9P - Primary NSCLC patient-derived microtumors (PMTs) for clinical-relvant prediction of immunotherapy efficacy

Background

Although the establishment of checkpoint inhibitors (CPIs) has shown great success in the treatment of cancer patients, a significant number of patients do not respond to it. This demonstrates the highly individualized nature of patient response to therapy, highlighting the need of a more tailored therapeutic approach. To this end, we have developed a functional 3D in vitro model, generated directly from primary tumor to evaluate personalized therapy options in a clinically relevant manner to improve outcome prediction.

Methods

Freshly resected NSCLC tumor material from 20 patients with different TPS Scores was mechanically and enzymatically digested to obtain a single cell suspension. PMTs were then generated by seeding the suspension into ultra-low attachment plates, preserving the original cell composition, which was characterized prior to drug administration after six days of tissue maturation. In addition to treating PMTs with CPIs, combinations with chemotherapies were applied. The dynamic drug response was monitored over 14 days, using bright field imaging. Further analysis of the drug response was performed by cytokine release as well as bulk RNA sequencing.

Results

To test immune modulators in vitro, it is necessary to preserve the immune compartment of the original tumor. FACS data confirmed, that during the maturation process of the NSLCL microtumors and beyond, the original cell compartments, including the various immune cell populations were largely preserved. Overall, the clinical routine categorized objective response rates reflected the clinical outcome distribution.

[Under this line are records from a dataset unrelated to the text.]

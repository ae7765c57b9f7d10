// Copyright 2026 The sgml5ever Project Developers. See the
// COPYRIGHT file at the top-level directory of this distribution.
//
// Licensed under the Apache License, Version 2.0 <LICENSE-APACHE or
// http://www.apache.org/licenses/LICENSE-2.0> or the MIT license
// <LICENSE-MIT or http://opensource.org/licenses/MIT>, at your
// option. This file may not be copied, modified, or distributed
// except according to those terms.

//! SGML DTD modelling and a DTD-driven, lenient tag-inference parser.
//!
//! The crate has two halves: the [`dtd`] module models an SGML document
//! type definition (elements, content-model grammars, attribute
//! declarations, entities), and the [`parser`] module consumes a stream
//! of lexical events from an external tokenizer, using the DTD's
//! grammar to decide legal tag nesting and to synthesize omitted start
//! and end tags.

pub use crate::dtd::{ContentModel, Dtd, DtdError, DtdRegistry, Element, ElementKind};
pub use crate::interface::{ParseSink, Token, TokenSink};
pub use crate::parser::{Parser, ParserOpts};

mod macros;

mod util {
    pub mod str;
}

pub mod dtd;
pub mod interface;
pub mod parser;

/// Re-export the tendril crate.
pub use tendril;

In addition, immunotherapy treatment resulted in characteristic cytokine release and gene-pathway up/down regulation as a proof of concept to build a HUMAN LUNG CANCER RESPONSOME database linking a wide range of patient-specific functional outcomes with in-depth changes in individual pathways.

Conclusions

The present PMT model in combination with a clinically relevant drug response analysis is one of the first to show the typical immunotherapy-dependent alteration of TME as well as immunotherapy-induced cancer cell death in a scalable long-term in vitro assay.

Legal entity responsible for the study

A. Amann.

Funding

PreComb Therapeutics AG.

Disclosure

All authors have declared no conflicts of interest.